Collected data

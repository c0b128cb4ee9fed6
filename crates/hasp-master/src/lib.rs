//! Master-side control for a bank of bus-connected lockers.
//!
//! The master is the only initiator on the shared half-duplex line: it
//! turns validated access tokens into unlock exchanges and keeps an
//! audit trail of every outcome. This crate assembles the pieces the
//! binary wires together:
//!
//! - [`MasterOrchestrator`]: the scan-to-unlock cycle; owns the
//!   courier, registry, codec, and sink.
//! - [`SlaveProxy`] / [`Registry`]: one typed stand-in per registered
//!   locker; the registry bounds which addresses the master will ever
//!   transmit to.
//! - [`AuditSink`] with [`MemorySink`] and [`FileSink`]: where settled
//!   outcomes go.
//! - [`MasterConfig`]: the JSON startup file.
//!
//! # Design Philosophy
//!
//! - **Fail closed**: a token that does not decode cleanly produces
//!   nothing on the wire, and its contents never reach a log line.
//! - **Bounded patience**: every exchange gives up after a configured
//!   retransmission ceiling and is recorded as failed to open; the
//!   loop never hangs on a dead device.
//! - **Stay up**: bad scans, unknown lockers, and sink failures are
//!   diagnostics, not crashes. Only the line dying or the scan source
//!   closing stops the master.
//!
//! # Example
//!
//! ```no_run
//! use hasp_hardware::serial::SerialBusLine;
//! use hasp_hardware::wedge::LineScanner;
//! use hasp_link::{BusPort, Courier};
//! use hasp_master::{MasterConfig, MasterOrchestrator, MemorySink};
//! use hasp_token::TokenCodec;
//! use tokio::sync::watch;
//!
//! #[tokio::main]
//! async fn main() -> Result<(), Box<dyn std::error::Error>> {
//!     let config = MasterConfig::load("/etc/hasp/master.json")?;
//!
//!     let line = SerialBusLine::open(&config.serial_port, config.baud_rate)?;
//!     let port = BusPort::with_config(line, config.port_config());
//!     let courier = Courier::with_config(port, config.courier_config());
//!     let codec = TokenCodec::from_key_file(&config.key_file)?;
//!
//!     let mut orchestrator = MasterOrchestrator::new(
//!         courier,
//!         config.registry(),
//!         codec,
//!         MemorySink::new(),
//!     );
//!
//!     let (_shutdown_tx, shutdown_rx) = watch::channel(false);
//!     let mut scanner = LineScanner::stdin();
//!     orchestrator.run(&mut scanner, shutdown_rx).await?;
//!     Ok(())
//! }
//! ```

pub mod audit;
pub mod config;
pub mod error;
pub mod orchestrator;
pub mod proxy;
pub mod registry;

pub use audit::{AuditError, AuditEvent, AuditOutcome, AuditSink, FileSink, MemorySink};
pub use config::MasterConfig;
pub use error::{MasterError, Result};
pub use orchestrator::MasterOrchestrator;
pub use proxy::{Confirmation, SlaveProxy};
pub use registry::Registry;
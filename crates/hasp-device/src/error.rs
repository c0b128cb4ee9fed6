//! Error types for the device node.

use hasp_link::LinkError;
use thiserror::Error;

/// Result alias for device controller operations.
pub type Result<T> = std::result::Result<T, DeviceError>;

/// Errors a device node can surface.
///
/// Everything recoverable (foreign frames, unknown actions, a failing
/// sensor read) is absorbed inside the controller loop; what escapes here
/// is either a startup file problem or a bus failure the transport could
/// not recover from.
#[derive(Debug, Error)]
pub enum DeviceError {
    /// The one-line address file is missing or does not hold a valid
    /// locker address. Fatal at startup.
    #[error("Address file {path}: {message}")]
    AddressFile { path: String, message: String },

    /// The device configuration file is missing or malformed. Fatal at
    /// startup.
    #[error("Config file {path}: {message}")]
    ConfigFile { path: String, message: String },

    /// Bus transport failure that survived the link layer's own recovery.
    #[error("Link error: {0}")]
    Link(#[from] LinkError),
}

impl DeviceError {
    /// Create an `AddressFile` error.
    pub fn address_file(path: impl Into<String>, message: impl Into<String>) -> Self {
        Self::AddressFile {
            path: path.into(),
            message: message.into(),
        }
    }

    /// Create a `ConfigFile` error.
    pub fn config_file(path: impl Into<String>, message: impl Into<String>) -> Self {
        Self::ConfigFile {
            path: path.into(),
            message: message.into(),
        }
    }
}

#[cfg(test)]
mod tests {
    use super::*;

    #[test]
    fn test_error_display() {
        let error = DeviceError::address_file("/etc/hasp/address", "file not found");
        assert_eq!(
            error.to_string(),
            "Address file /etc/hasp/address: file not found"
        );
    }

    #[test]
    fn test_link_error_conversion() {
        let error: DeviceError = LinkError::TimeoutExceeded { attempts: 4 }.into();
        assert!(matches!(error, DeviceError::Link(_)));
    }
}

» What you need to do
Could you please repeat the data exactly as given?

» Finished task
repository c0b128cb4ee9fed6
filename crates/hasp-master/src/lib.rs
//! Master-side control for a bank of bus-connected lockers.
//!
//! The master is the only initiator on the shared half-duplex line: it
//! turns validated access tokens into unlock exchanges and keeps an
//! audit trail of every outcome. This crate assembles the pieces the
//! binary wires together:
//!
//! - [`MasterOrchestrator`]: the scan-to-unlock cycle; owns the
//!   courier, registry, codec, and sink.
//! - [`SlaveProxy`] / [`Registry`]: one typed stand-in per registered
//!   locker; the registry bounds which addresses the master will ever
//!   transmit to.
//! - [`AuditSink`] with [`MemorySink`] and [`FileSink`]: where settled
//!   outcomes go.
//! - [`MasterConfig`]: the JSON startup file.
//!
//! # Design Philosophy
//!
//! - **Fail closed**: a token that does not decode cleanly produces
//!   nothing on the wire, and its contents never reach a log line.
//! - **Bounded patience**: every exchange gives up after a configured
//!   retransmission ceiling and is recorded as failed to open; the
//!   loop never hangs on a dead device.
//! - **Stay up**: bad scans, unknown lockers, and sink failures are
//!   diagnostics, not crashes. Only the line dying or the scan source
//!   closing stops the master.
//!
//! # Example
//!
//! ```no_run
//! use hasp_hardware::serial::SerialBusLine;
//! use hasp_hardware::wedge::LineScanner;
//! use hasp_link::{BusPort, Courier};
//! use hasp_master::{MasterConfig, MasterOrchestrator, MemorySink};
//! use hasp_token::TokenCodec;
//! use tokio::sync::watch;
//!
//! #[tokio::main]
//! async fn main() -> Result<(), Box<dyn std::error::Error>> {
//!     let config = MasterConfig::load("/etc/hasp/master.json")?;
//!
//!     let line = SerialBusLine::open(&config.serial_port, config.baud_rate)?;
//!     let port = BusPort::with_config(line, config.port_config());
//!     let courier = Courier::with_config(port, config.courier_config());
//!     let codec = TokenCodec::from_key_file(&config.key_file)?;
//!
//!     let mut orchestrator = MasterOrchestrator::new(
//!         courier,
//!         config.registry(),
//!         codec,
//!         MemorySink::new(),
//!     );
//!
//!     let (_shutdown_tx, shutdown_rx) = watch::channel(false);
//!     let mut scanner = LineScanner::stdin();
//!     orchestrator.run(&mut scanner, shutdown_rx).await?;
//!     Ok(())
//! }
//! ```

pub mod audit;
pub mod config;
pub mod error;
pub mod orchestrator;
pub mod proxy;
pub mod registry;

pub use audit::{AuditError, AuditEvent, AuditOutcome, AuditSink, FileSink, MemorySink};
pub use config::MasterConfig;
pub use error::{MasterError, Result};
pub use orchestrator::MasterOrchestrator;
pub use proxy::{Confirmation, SlaveProxy};
pub use registry::Registry;
filename crates/hasp-device/src/error.rs
repository c0b128cb4ee9fed6
//! Error types for the device node.

use hasp_link::LinkError;
use thiserror::Error;

/// Result alias for device controller operations.
pub type Result<T> = std::result::Result<T, DeviceError>;

/// Errors a device node can surface.
///
/// Everything recoverable (foreign frames, unknown actions, a failing
/// sensor read) is absorbed inside the controller loop; what escapes here
/// is either a startup file problem or a bus failure the transport could
/// not recover from.
#[derive(Debug, Error)]
pub enum DeviceError {
    /// The one-line address file is missing or does not hold a valid
    /// locker address. Fatal at startup.
    #[error("Address file {path}: {message}")]
    AddressFile { path: String, message: String },

    /// The device configuration file is missing or malformed. Fatal at
    /// startup.
    #[error("Config file {path}: {message}")]
    ConfigFile { path: String, message: String },

    /// Bus transport failure that survived the link layer's own recovery.
    #[error("Link error: {0}")]
    Link(#[from] LinkError),
}

impl DeviceError {
    /// Create an `AddressFile` error.
    pub fn address_file(path: impl Into<String>, message: impl Into<String>) -> Self {
        Self::AddressFile {
            path: path.into(),
            message: message.into(),
        }
    }

    /// Create a `ConfigFile` error.
    pub fn config_file(path: impl Into<String>, message: impl Into<String>) -> Self {
        Self::ConfigFile {
            path: path.into(),
            message: message.into(),
        }
    }
}

#[cfg(test)]
mod tests {
    use super::*;

    #[test]
    fn test_error_display() {
        let error = DeviceError::address_file("/etc/hasp/address", "file not found");
        assert_eq!(
            error.to_string(),
            "Address file /etc/hasp/address: file not found"
        );
    }

    #[test]
    fn test_link_error_conversion() {
        let error: DeviceError = LinkError::TimeoutExceeded { attempts: 4 }.into();
        assert!(matches!(error, DeviceError::Link(_)));
    }
}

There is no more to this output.